Der Mittelfristzeitraum beginnt (nach dem IFS-Modell beschrieben) am Montag mit
einem monumentalen Höhenhoch über Algerien, wo schon ungewöhnlich früh im Sommer
eine 600-gpdam-Isohypse zu finden ist. Von diesem ausgehend erstreckt sich ein
Rücken nordostwärts mit einer Achse über Polen und Schweden. In einen Trog
weiter westlich ist ein Höhentief westlich Irlands eingebettet. Deutschland
liegt dabei im Bereich einer recht glatten, leicht diffluenten westsüdwestlichen
Höhenströmung und auch unter insgesamt sehr hohem Geopotential. Dies ist einem
Bodenhochkeil geschuldet, der vom Azorenhoch ausgehend bis nach Deutschland
gerichtet ist. Diesem steht ein Bodentief westlich von Irland gegenüber. Der
oben beschriebene Hochkeil weist sogar ein lokales Maximum auf, das auf der
Rückseite einer Kaltfront entsteht, die im Tagesverlauf den Norden Deutschlands
überquert. Rückseitig dieser Kaltfront fließt eine subtropische Atlantikluft (10
bis 14°C) in 850 hPa ein, während sich ganz im Süden noch eine Heißluftmasse
nordafrikanischen Ursprung hält, wo in 850 hPa um 18°C gemessen werden. Mit dem
Kaltfrontdurchgang kann es durchaus auch zu stärkeren Gewittern kommen, mitunter
läuft aber die Kaltluft bodennah schon deutlich voraus (Kaltluftausfluss
nächtlicher Gewitter), so dass nicht mehr viel passiert.

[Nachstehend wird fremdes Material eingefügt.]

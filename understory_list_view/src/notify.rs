// Copyright 2025 the Understory Authors
// SPDX-License-Identifier: Apache-2.0 OR MIT

//! Change detection, commit, and value-changed notification.

use alloc::boxed::Box;

use crate::{Candidate, ItemStore, SelectionState};

/// Callback invoked with the selected labels and whether a double-click occurred.
///
/// It runs synchronously during [`commit`], inside the frame that produced the change.
pub type OnValueChanged = Box<dyn FnMut(&[&str], bool)>;

/// Whether the host needs to redraw after a frame.
#[derive(Clone, Copy, Debug, Default, PartialEq, Eq, Hash)]
pub enum DrawResult {
    /// Nothing changed.
    #[default]
    None,
    /// The selection changed or a double-click happened; redraw.
    Redraw,
}

impl DrawResult {
    /// Returns `true` for [`DrawResult::Redraw`].
    #[must_use]
    pub const fn needs_redraw(self) -> bool {
        matches!(self, Self::Redraw)
    }
}

/// Commits `candidate` into `state` if it differs, then notifies.
///
/// A change is any difference in the selected indices, or a double-click in the
/// candidate. On change, the indices are committed, `on_value_changed` (if any) is
/// invoked with the labels from `items`, and [`DrawResult::Redraw`] is returned.
///
/// The candidate anchor is always kept, even without a change: a shift-click that
/// only establishes an anchor leaves the indices alone but must be remembered.
///
/// # Panics
///
/// Panics if a callback is set and a committed index is out of range for `items`.
/// [`interpret`](crate::interpret) does not check click indices against the items,
/// so callers feeding it clicks directly must keep them below `items.len()`.
pub fn commit(
    state: &mut SelectionState,
    candidate: Candidate,
    items: &ItemStore,
    on_value_changed: Option<&mut OnValueChanged>,
) -> DrawResult {
    let Candidate {
        indices,
        anchor,
        double_click,
    } = candidate;

    state.set_anchor(anchor);

    if !double_click && indices == state.indices() {
        log::trace!("list selection unchanged: {indices:?}");
        return DrawResult::None;
    }

    state.replace_with(indices);
    log::debug!(
        "list selection committed: {:?} (double_click: {double_click})",
        state.indices()
    );

    if let Some(callback) = on_value_changed {
        let labels = state.labels(items);
        callback(labels.as_slice(), double_click);
    }

    DrawResult::Redraw
}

Am Dienstag weitet sich der Trog über Westeuropa weiter nach Süden aus, seine
Achse erreicht am Abend die französische Atlantikküste. Damit steilt die
Strömung bei uns auf und wir gelangen in eine immer noch nicht signifikant
zyklonal konturierte, aber deutlich diffluente Höhenströmung aus Südwest.
Bodennah verabschiedet sich der Hochdruckkeil rasch nach Ost und eine Rinne des
Tiefs, das zur nördlichen Nordsee vorankommt, schneidet die Verbindung zum
Azorenhoch ab. Bei dieser Konstellation kommt zunächst die Heißluft nochmal ein
Stückchen nach Norden voran, was insbesondere dem Süden und Osten einen sehr
heißen Tag bescheren dürfte. Mit der Rinne greift am Abend dann aber eine
Kaltfront über, in deren Vorfeld von West nach Osten Gewitter aufziehen, die
durchaus von der heftigeren Sorte sein können. Da das System äußerst progressiv
ist, ist die Kaltfront bis Mittwochfrüh schon durch und der Trog hat unser Land
erreicht.

Am Mittwoch prägt der Langwellentrog über uns das Wetter, wobei der
Geopotentialverlust über dem Süden des Landes überschaubar ist. In den Süden
schiebt sich dann schon wieder ein neuer Azorenhochkeil, während über dem
südlichen Nordmeer ein kräftiges Tief liegt, was insbesondere für den Norden des
Landes recht viel Wind zur Folge hat. Die sich durchsetzende atlantische Luft
polaren Ursprungs hat im Süden immer noch 12 bis 14°C in 850 hPa im Angebot, im
Norden nur noch 7 bis 8°C. Schauer und Gewitter gibt es noch an den Alpen und im
Südosten sowie wieder im Nordwesten. Dazwischen stellt sich recht freundliches
Wetter ein.

Am Donnerstag ändert sich die Lage gar nicht so kolossal. Der Langwellentrog
wird immer breiter und zeigt sich nicht mehr progressiv. Damit verblieben wir in
einer leicht zyklonal geprägten westlichen Höhenströmung. Auch der Bodenhochkeil
bliebt uns erhalten, das Tief im Norden zieht aber ab, so dass der Wind
schwächer wird. Die Verteilung von Temperaturen sowie Niederschlägen ändert sich
ebenso kaum.

Am Freitag erfolgt am Westrand des Troges ein neuer Kaltluftvorstoß nach Süden,
so dass sich über den Britischen Inseln wieder eine Trogachse bildet und bei uns
folglich die Höhenströmung wieder leicht Richtung Südwest dreht und diffluenter
wird. Über den Britischen Inseln zieht auch ein schwaches Tief auf, während sich
der Hochkeil abschwächt. Mit der etwas drehenden Strömung gelangt vor allem in
den Süden auch wieder etwas wärmere Luft. Weiterhin gibt es in der Nordhälfte
Schauer und in den Alpen einzelne Gewitter, während es sonst zwar wolkig, aber
überwiegend trocken ist.

An den Folgetagen ändert sich nur wenig an der leicht zyklonal geprägten
Westlage, wobei auch in den mittleren Landesteilen auch mal ein paar Schauer
niedergehen können. Das Temperaturniveau bleibt durchaus sommerlich.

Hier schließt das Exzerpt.